Crueldade, pavor e alta tensão

As cenas poderiam ser de um filme de ação, desses tantos que se vê diariamente na TV, mas era a vida real deixando sua marca em 60 pessoas que apenas desejavam ir para casa depois de um dia exaustivo de trabalho. “Foi horrível ver o bandido atirar na cabeça do policial, sem que a gente pudesse fazer nada para ajudá-lo. Nunca mais esquecerei aquela cena”, choca-se o designer B., 31 anos, um dos passageiros da agonia.

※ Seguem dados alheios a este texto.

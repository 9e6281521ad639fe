//! Common utilities for marktree.
//!
//! This crate provides shared infrastructure used by the parser crates:
//! - **Warning System** - deduplicated, colored diagnostics for lenient parse paths

pub mod warning;
//! Character cursor over the markup source.
//!
//! The scanner keeps a byte offset into an immutable `&str` together with the
//! 1-based line and column of the character under the cursor. Every consuming
//! operation goes through [`Scanner::take`], so line/column bookkeeping is
//! never skipped. Returned substrings borrow from the input.

use marktree_dom::Position;

/// Whitespace as far as markup is concerned: space, tab, LF, CR.
#[must_use]
pub const fn is_markup_whitespace(c: char) -> bool {
    matches!(c, ' ' | '\t' | '\n' | '\r')
}

/// A cursor over markup text with line/column tracking.
#[derive(Debug, Clone)]
pub struct Scanner<'a> {
    input: &'a str,
    offset: usize,
    line: usize,
    column: usize,
}

impl<'a> Scanner<'a> {
    /// Create a scanner positioned at the first character of `input`.
    #[must_use]
    pub const fn new(input: &'a str) -> Self {
        Self {
            input,
            offset: 0,
            line: 1,
            column: 1,
        }
    }

    /// The whole source text.
    #[must_use]
    pub const fn input(&self) -> &'a str {
        self.input
    }

    /// Byte offset of the cursor.
    #[must_use]
    pub const fn offset(&self) -> usize {
        self.offset
    }

    /// Line, column and offset of the cursor.
    #[must_use]
    pub const fn position(&self) -> Position {
        Position::new(self.line, self.column, self.offset)
    }

    /// True once every character has been consumed.
    #[must_use]
    pub const fn is_eof(&self) -> bool {
        self.offset >= self.input.len()
    }

    /// Unconsumed remainder of the input.
    #[must_use]
    pub fn rest(&self) -> &'a str {
        &self.input[self.offset..]
    }

    /// True if the unconsumed input begins with `prefix`. Consumes nothing.
    #[must_use]
    pub fn starts_with(&self, prefix: &str) -> bool {
        self.rest().starts_with(prefix)
    }

    /// The character under the cursor, or `None` at end of input.
    #[must_use]
    pub fn current(&self) -> Option<char> {
        self.rest().chars().next()
    }

    /// The character after the one under the cursor.
    #[must_use]
    pub fn peek_next(&self) -> Option<char> {
        self.rest().chars().nth(1)
    }

    /// Consume and return the character under the cursor.
    ///
    /// A newline moves to column 1 of the next line; anything else advances
    /// the column by one.
    pub fn take(&mut self) -> Option<char> {
        let c = self.current()?;
        self.offset += c.len_utf8();
        if c == '\n' {
            self.line += 1;
            self.column = 1;
        } else {
            self.column += 1;
        }
        Some(c)
    }

    /// Consume one character if it equals `expected`.
    pub fn match_char(&mut self, expected: char) -> bool {
        if self.current() == Some(expected) {
            let _ = self.take();
            true
        } else {
            false
        }
    }

    /// Consume `literal` if the input continues with it. Nothing is consumed
    /// on a mismatch.
    pub fn match_str(&mut self, literal: &str) -> bool {
        if !self.starts_with(literal) {
            return false;
        }
        self.advance_to(self.offset + literal.len());
        true
    }

    /// Consume the longest run of characters satisfying `predicate`.
    pub fn consume_while(&mut self, mut predicate: impl FnMut(char) -> bool) -> &'a str {
        let start = self.offset;
        while let Some(c) = self.current() {
            if !predicate(c) {
                break;
            }
            let _ = self.take();
        }
        &self.input[start..self.offset]
    }

    /// Consume characters up to (not including) the first one satisfying
    /// `predicate`, or to end of input.
    pub fn consume_until(&mut self, mut predicate: impl FnMut(char) -> bool) -> &'a str {
        self.consume_while(|c| !predicate(c))
    }

    /// Consume up to (not including) the next occurrence of `literal`, or to
    /// end of input when it never occurs.
    pub fn consume_until_str(&mut self, literal: &str) -> &'a str {
        let start = self.offset;
        let end = self
            .rest()
            .find(literal)
            .map_or(self.input.len(), |found| start + found);
        self.advance_to(end);
        &self.input[start..end]
    }

    /// Skip spaces, tabs, newlines and carriage returns.
    pub fn skip_whitespace(&mut self) {
        let _ = self.consume_while(is_markup_whitespace);
    }

    /// Substring between two byte offsets. Out-of-range or misaligned bounds
    /// give an empty string.
    #[must_use]
    pub fn slice(&self, start: usize, end: usize) -> &'a str {
        self.input.get(start..end).unwrap_or("")
    }

    /// Substring from `start` up to the cursor.
    #[must_use]
    pub fn slice_from(&self, start: usize) -> &'a str {
        self.slice(start, self.offset)
    }

    /// `line:column` of the cursor, for messages.
    #[must_use]
    pub fn location(&self) -> String {
        self.position().to_string()
    }

    /// Move the cursor to a previously seen `line`/`column`, recomputing the
    /// matching byte offset.
    ///
    /// Returns `false` if the input has no such location; the cursor is then
    /// left at end of input.
    pub fn set_location(&mut self, line: usize, column: usize) -> bool {
        self.offset = 0;
        self.line = 1;
        self.column = 1;
        while (self.line, self.column) != (line, column) {
            if self.take().is_none() {
                return false;
            }
        }
        true
    }

    fn advance_to(&mut self, end: usize) {
        while self.offset < end {
            if self.take().is_none() {
                break;
            }
        }
    }
}
//! Rendering a [`TagTree`] back to markup, and a readable tree dump.
//!
//! Attributes are always written sorted by name so output is deterministic.
//! Self-closing nodes (raw-text elements included) render as `<name .../>`.

use marktree_dom::{Attribute, NodeId, TagTree};

/// Render every root of `tree`, in order.
#[must_use]
pub fn render_html(tree: &TagTree) -> String {
    render_nodes(tree, tree.roots())
}

/// Render the given nodes (and their subtrees) one after another.
#[must_use]
pub fn render_nodes(tree: &TagTree, ids: &[NodeId]) -> String {
    let mut out = String::new();
    for &id in ids {
        render_into(&mut out, tree, id);
    }
    out
}

/// Render one node and its subtree.
#[must_use]
pub fn render_node(tree: &TagTree, id: NodeId) -> String {
    let mut out = String::new();
    render_into(&mut out, tree, id);
    out
}

fn render_into(out: &mut String, tree: &TagTree, id: NodeId) {
    let Some(node) = tree.get(id) else {
        return;
    };

    out.push('<');
    out.push_str(&node.name);
    for attribute in node.sorted_attributes() {
        push_attribute(out, attribute);
    }

    if node.is_self_closing {
        out.push_str("/>");
        return;
    }

    out.push('>');
    out.push_str(&node.inner_text);
    for &child in tree.children(id) {
        render_into(out, tree, child);
    }
    out.push_str("</");
    out.push_str(&node.name);
    out.push('>');
}

/// ` name="value"`, or bare ` name` for a flag. A value containing `"` but
/// no `'` is wrapped in single quotes instead.
fn push_attribute(out: &mut String, attribute: &Attribute) {
    out.push(' ');
    out.push_str(&attribute.name);
    if !attribute.has_value {
        return;
    }
    let quote = if attribute.value.contains('"') && !attribute.value.contains('\'') {
        '\''
    } else {
        '"'
    };
    out.push('=');
    out.push(quote);
    out.push_str(&attribute.value);
    out.push(quote);
}

/// Indented dump of a subtree: one tag per line, two spaces per level.
#[must_use]
pub fn format_tree(tree: &TagTree, id: NodeId) -> String {
    let mut out = String::new();
    format_into(&mut out, tree, id, 0);
    out
}

/// Print a subtree for debugging.
pub fn print_tree(tree: &TagTree, id: NodeId) {
    print!("{}", format_tree(tree, id));
}

fn format_into(out: &mut String, tree: &TagTree, id: NodeId, depth: usize) {
    let Some(node) = tree.get(id) else {
        return;
    };
    let indent = "  ".repeat(depth);

    out.push_str(&indent);
    out.push('<');
    out.push_str(&node.name);
    for attribute in node.sorted_attributes() {
        push_attribute(out, attribute);
    }

    if node.is_self_closing {
        out.push_str("/>\n");
        return;
    }

    out.push('>');
    out.push_str(&node.inner_text);

    let children = tree.children(id);
    if !children.is_empty() {
        out.push('\n');
        for &child in children {
            format_into(out, tree, child, depth + 1);
        }
        out.push_str(&indent);
    }

    out.push_str("</");
    out.push_str(&node.name);
    out.push_str(">\n");
}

O rapaz conta que assim que passou o posto da Polícia Rodoviária Federal na Ponte Rio-Niterói os bandidos anunciaram o assalto. “Mandaram que fechássemos as cortinas e começaram a nos aterrorizar. A todo momento diziam que iriam nos matar. Depois que o policial reagiu e a arma falhou, o pânico foi maior ainda. No meio da briga, o policial conseguiu dar um tiro, mas a bala pegou na porta do ônibus”, relatou.

Entre os passageiros havia uma mulher grávida, com seis meses de gestação. “Ela chorava, dizia que estava passando mal. Os ladrões mandaram que o motorista fizesse o retorno no fim da Ponte para voltar ao Rio, mas ele não sabia o caminho. A mulher grávida foi quem acabou ajudando, mostrando como ele deveria fazer”, relembra B.

Segundo o designer, pessoas choravam e entravam em histeria. Já na Avenida Brasil, na altura de Benfica, o tiro no policial. “Ele caiu de lado, agonizando. Todos gritavam, atônitos, incrédulos. Os assaltantes desceram na altura da Favela da Kelson's. Em frente ao Mercado São Sebastião vimos uma patrulha da PM e paramos o ônibus. Eles nos mandaram ir para um posto da PM na entrada da Rodovia Washington Luís”, disse B.

Imagens são entregues, mas os assaltos continuam

Bárbara Caetano, supervisora administrativa da Viação Nossa Senhora do Amparo, contou que os ataques e assaltos a ônibus da linha Castelo-Maricá recrudesceram a partir do início do ano, e que esse foi o quinto assalto em menos de um mês. “Todas as vezes entregamos à Polícia Civil as imagens registradas pela câmera instalada no interior do veículo. O ideal é que a polícia aja, identificando e prendendo os bandidos”, afirmou a supervisora da empresa.

Ontem mesmo a viação entregou as imagens do último roubo à 22ª Delegacia Policial (Penha), responsável pelas investigações. Bárbara relatou ainda que em dois dos cinco assaltos os bandidos ordenaram que o motorista seguisse para a Avenida Brasil.

“Nossa maior preocupação é com motorista e passageiros. Esse foi o primeiro assalto em que levaram o carro até Niterói e obrigaram o motorista a voltar para o Rio de Janeiro. Os outros três ataques foram no trajeto para Maricá e os ladrões desceram no caminho”, disse a funcionária da Viação Nossa Senhora do Amparo.